Au chevet des rivières

Au chevet des rivières

Au chevet des rivières

Décembre 2021, par Sophie Lebrun
Un article du magazine Symbioses n°132 : Inondations


Outre les énormes dommages humains et matériels, les inondations de cet été ont eu divers impacts sur les cours d’eau. Les Contrats de rivière ont fort à faire.

 


Samedi 25 septembre, 9h. Au bord de la Vesdre, dans le quartier de Hodimont à Verviers, une vingtaine de citoyen·nes – certain·es venus de loin – s’équipent de gilets jaunes, gants et sacs poubelle. Ces personnes ont répondu à l’appel Opération rivières propres lancé par le Contrat de rivière Vesdre (lire l’encadré de l'article Comprendre les risques et se préparer, à l’échelle (micro-)locale) et la Ville. Cette année, en raison des inondations de juillet, « l’opération dure en quelque sorte depuis deux mois, en continu. On a assisté à une formidable mobilisation citoyenne et publique », applaudit l’échevin de l’Environnement, Jean-François Chefneux. Cela dit, il reste beaucoup de déchets à ramasser. De quoi remplir plusieurs camions, rien que sur les quelques dizaines de mètres carrés ciblés ce matin. Présent sur divers fronts depuis les inondations, le Contrat de rivière Vesdre aura encore fort à faire durant les mois à venir. L’une de ses missions de base est, en effet, d’inventorier les atteintes aux cours d’eau : déchets, entraves, plantes invasives...

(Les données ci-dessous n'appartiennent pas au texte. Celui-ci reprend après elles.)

use crate::config::{DetectorMode, MonitorConfig};
use crate::models::{ChangeEvent, ChangeKind, ProductRecord, RecordMap};

/// Compares two cycles' record maps and reports at most one event per key.
#[derive(Debug, Clone, Copy)]
pub struct ChangeDetector {
    mode: DetectorMode,
    members_only: bool,
}

impl ChangeDetector {
    pub fn new(mode: DetectorMode, members_only: bool) -> Self {
        Self { mode, members_only }
    }

    pub fn from_config(config: &MonitorConfig) -> Self {
        let detector = Self::new(config.mode, config.members_only);
        if detector.ignores_members_only() {
            tracing::warn!("monitor.members_only has no effect in status mode; every listing is reported");
        }
        detector
    }

    /// Status mode reports every listing regardless of `members_only`.
    pub fn ignores_members_only(&self) -> bool {
        self.mode == DetectorMode::Status && self.members_only
    }

    /// Only restricted listings are reported in stock mode with `members_only` set.
    pub fn is_eligible(&self, record: &ProductRecord) -> bool {
        match self.mode {
            DetectorMode::Stock => !self.members_only || record.member_only.is_restricted(),
            DetectorMode::Status => true,
        }
    }

    pub fn diff(&self, previous: &RecordMap, current: &RecordMap) -> Vec<ChangeEvent> {
        let mut events = Vec::new();

        for (key, record) in current {
            if !self.is_eligible(record) {
                continue;
            }
            let old_stock = previous.get(key).map(|p| p.stock);
            if let Some(kind) = classify(old_stock, record.stock) {
                events.push(ChangeEvent::for_product(kind, old_stock.unwrap_or(0), record));
            }
        }

        if self.mode == DetectorMode::Status {
            for (key, record) in previous {
                if !current.contains_key(key) {
                    events.push(ChangeEvent::delisted(record));
                }
            }
        }

        events
    }
}

/// First matching rule wins; `None` previous means the key was never seen.
pub fn classify(previous: Option<u32>, current: u32) -> Option<ChangeKind> {
    let old = previous.unwrap_or(0);
    if old == 0 && current > 0 {
        Some(ChangeKind::Listed)
    } else if old > 0 && current == 0 {
        Some(ChangeKind::SoldOut)
    } else if old != current {
        Some(ChangeKind::StockChanged)
    } else if previous.is_none() {
        Some(ChangeKind::Listed)
    } else {
        None
    }
}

Un petit geste dans un travail colossal

Sur les berges, les ramasseurs et ramasseuses bénévoles font face à un incroyable enchevêtrement de branches, fibres textiles et sachets plastiques, arrimés aux arbres ou enfouis dans une épaisse couche de sédiments. Des morceaux de voiture aussi, du mobilier, des tuyaux... Sans compter d’énormes bobines de fil et des vêtements professionnels, vestiges de sociétés textiles éventrées par les flots. La rivière est brunâtre, et la stabilité des berges incertaine. Florence Hauregard, coordinatrice du Contrat de rivière Vesdre, donne les consignes : ne pas s’aventurer dans l’eau, ne pas toucher les déchets dangereux, ni la berce du Caucase, une plante à la sève irritante. Ce week-end-là, partout en Wallonie, le long des cours d’eau mais aussi dans les rues, des milliers de citoyen·nes, scouts, associations et entreprises se retroussent ainsi les manches. Leur participation aux Opérations rivières propres et au Grand nettoyage (1) est particulièrement bienvenue cet automne. « On ramasse ce qu’on peut, c’est un petit geste dans un travail qui s’annonce long et colossal », commente une bénévole.

« On ne reconnaît plus nos rivières »

La pollution est multiple, causée par des déchets de toutes tailles mais aussi des hydrocarbures et d’autres fluides. De surcroît, autre conséquence des inondations, « la Vesdre n’est plus épurée – les stations sont hors service. Il y a un risque sanitaire », ajoute Florence Hauregard. La faune a également été touchée : « Sans doute beaucoup de castors ont-ils été tués. La charge organique importante de l’eau est problématique pour les espèces de poissons qui ont besoin d’une qualité d’eau élevée. Des berges où nichent certains oiseaux ont été détruites... », énumère la coordinatrice du Contrat de rivière.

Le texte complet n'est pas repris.